Deputy Health Minister, Vaughan Gething said:
“The Welsh Government and NHS Wales have been effective in reducing waiting times for orthopaedic treatment over the last 10 years.
“A recent report by the Wales Audit Office concluded that orthopaedic services in Wales have become more efficient in the past decade but we want to go further to meet future demands.
“We have focused on securing immediate reductions in waiting times but less attention has been paid to developing more sustainable, long-term solutions to meet future demand.

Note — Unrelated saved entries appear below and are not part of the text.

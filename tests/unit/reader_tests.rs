//! Unit tests for the background stream reader.

use std::time::Duration;

use futures_util::stream;
use tokio_util::sync::CancellationToken;

use agent_bridge::process::Terminator;
use agent_bridge::stream::{line_queue, run_reader, Frame, LineReceiver, Polled, ReaderExit};
use agent_bridge::{AppError, Result};

const WAIT: Duration = Duration::from_millis(20);
const SENTINEL: &str = r#"{"type":"turn.completed"}"#;

fn frames(lines: &[&str]) -> Vec<Result<Frame>> {
    lines
        .iter()
        .map(|line| Ok(Frame::Line((*line).to_owned())))
        .collect()
}

async fn collect(rx: &mut LineReceiver) -> (Vec<String>, bool) {
    let mut lines = Vec::new();
    loop {
        match rx.poll(WAIT).await {
            Polled::Line(line) => lines.push(line),
            Polled::Oversized { limit } => lines.push(format!("<oversized {limit}>")),
            Polled::Finished => return (lines, true),
            Polled::Empty => return (lines, false),
        }
    }
}

#[tokio::test]
async fn forwards_every_line_then_finishes_at_eof() {
    let (tx, mut rx) = line_queue();
    let input = stream::iter(frames(&["one", "two", "three"]));

    let exit = run_reader(input, tx, Terminator::detached(), Duration::ZERO, CancellationToken::new()).await;

    assert_eq!(exit, ReaderExit::Eof);
    let (lines, finished) = collect(&mut rx).await;
    assert_eq!(lines, ["one", "two", "three"]);
    assert!(finished);
}

#[tokio::test]
async fn trailing_whitespace_is_stripped() {
    let (tx, mut rx) = line_queue();
    let input = stream::iter(frames(&["{\"a\":1}\r", "text  \t"]));

    run_reader(input, tx, Terminator::detached(), Duration::ZERO, CancellationToken::new()).await;

    let (lines, _) = collect(&mut rx).await;
    assert_eq!(lines, ["{\"a\":1}", "text"]);
}

/// The sentinel is forwarded, graceful shutdown is requested, and nothing
/// after it is read.
#[tokio::test]
async fn sentinel_stops_reading_and_requests_shutdown() {
    let (tx, mut rx) = line_queue();
    let terminator = Terminator::detached();
    let input = stream::iter(frames(&["before", SENTINEL, "after"]));

    let exit = run_reader(input, tx, terminator.clone(), Duration::ZERO, CancellationToken::new()).await;

    assert_eq!(exit, ReaderExit::Sentinel);
    assert!(terminator.graceful_requested());
    let (lines, finished) = collect(&mut rx).await;
    assert_eq!(lines, ["before", SENTINEL]);
    assert!(finished);
}

/// A non-JSON line is forwarded unchanged and is not mistaken for the sentinel.
#[tokio::test]
async fn malformed_lines_are_forwarded() {
    let (tx, mut rx) = line_queue();
    let terminator = Terminator::detached();
    let input = stream::iter(frames(&["not json {", "turn.completed"]));

    let exit = run_reader(input, tx, terminator.clone(), Duration::ZERO, CancellationToken::new()).await;

    assert_eq!(exit, ReaderExit::Eof);
    assert!(!terminator.graceful_requested());
    let (lines, _) = collect(&mut rx).await;
    assert_eq!(lines, ["not json {", "turn.completed"]);
}

/// A discarded line leaves a marker in its place so the loss is recorded.
#[tokio::test]
async fn oversized_frames_are_forwarded_as_markers() {
    let (tx, mut rx) = line_queue();
    let input = stream::iter(vec![
        Ok(Frame::Line("a".into())),
        Ok(Frame::Oversized { limit: 8 }),
        Ok(Frame::Line("b".into())),
    ]);

    run_reader(input, tx, Terminator::detached(), Duration::ZERO, CancellationToken::new()).await;

    assert_eq!(rx.poll(WAIT).await, Polled::Line("a".into()));
    assert_eq!(rx.poll(WAIT).await, Polled::Oversized { limit: 8 });
    assert_eq!(rx.poll(WAIT).await, Polled::Line("b".into()));
    assert_eq!(rx.poll(WAIT).await, Polled::Finished);
}

#[tokio::test]
async fn stream_error_still_enqueues_end_marker() {
    let (tx, mut rx) = line_queue();
    let input = stream::iter(vec![
        Ok(Frame::Line("kept".into())),
        Err(AppError::Io("pipe broke".into())),
        Ok(Frame::Line("never".into())),
    ]);

    let exit = run_reader(input, tx, Terminator::detached(), Duration::ZERO, CancellationToken::new()).await;

    assert_eq!(exit, ReaderExit::ReadError);
    let (lines, finished) = collect(&mut rx).await;
    assert_eq!(lines, ["kept"]);
    assert!(finished);
}

#[tokio::test]
async fn cancellation_stops_a_silent_stream() {
    let (tx, mut rx) = line_queue();
    let cancel = CancellationToken::new();
    cancel.cancel();

    let exit = run_reader(
        stream::pending::<Result<Frame>>(),
        tx,
        Terminator::detached(),
        Duration::ZERO,
        cancel,
    )
    .await;

    assert_eq!(exit, ReaderExit::Cancelled);
    assert_eq!(rx.poll(WAIT).await, Polled::Finished);
}

#[tokio::test]
async fn dropped_consumer_stops_the_reader() {
    let (tx, rx) = line_queue();
    drop(rx);
    let input = stream::iter(frames(&["x", "y"]));

    let exit = run_reader(input, tx, Terminator::detached(), Duration::ZERO, CancellationToken::new()).await;
    assert_eq!(exit, ReaderExit::ConsumerGone);
}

“This plan sets out what NHS Wales needs to do to develop sustainable services so we offer the very best services to patients. It also sets out what people can do themselves to manage their own health – we know that preventing ill health occurring in the first place is far better than treating and curing ill health which has already happened.”
Mr Peter Lewis, Wales’ national clinical lead for planned care, who is also a Consultant Vascular Surgeon at the Aneurin Bevan Health Board said:
“This new orthopaedic implementation plan pulls together all service change requirements for orthopaedics into a single plan and presents the actions for health boards within the three drivers of the programme – integrated care, clinical value prioritisation and best in class.
“Understanding patient-reported outcomes and addressing the key issues that can impact on them, such as lifestyle factors, is a fundamental component of volume-based medicine and benchmarking Welsh healthcare systems against best-in-class organisations in the UK and abroad.”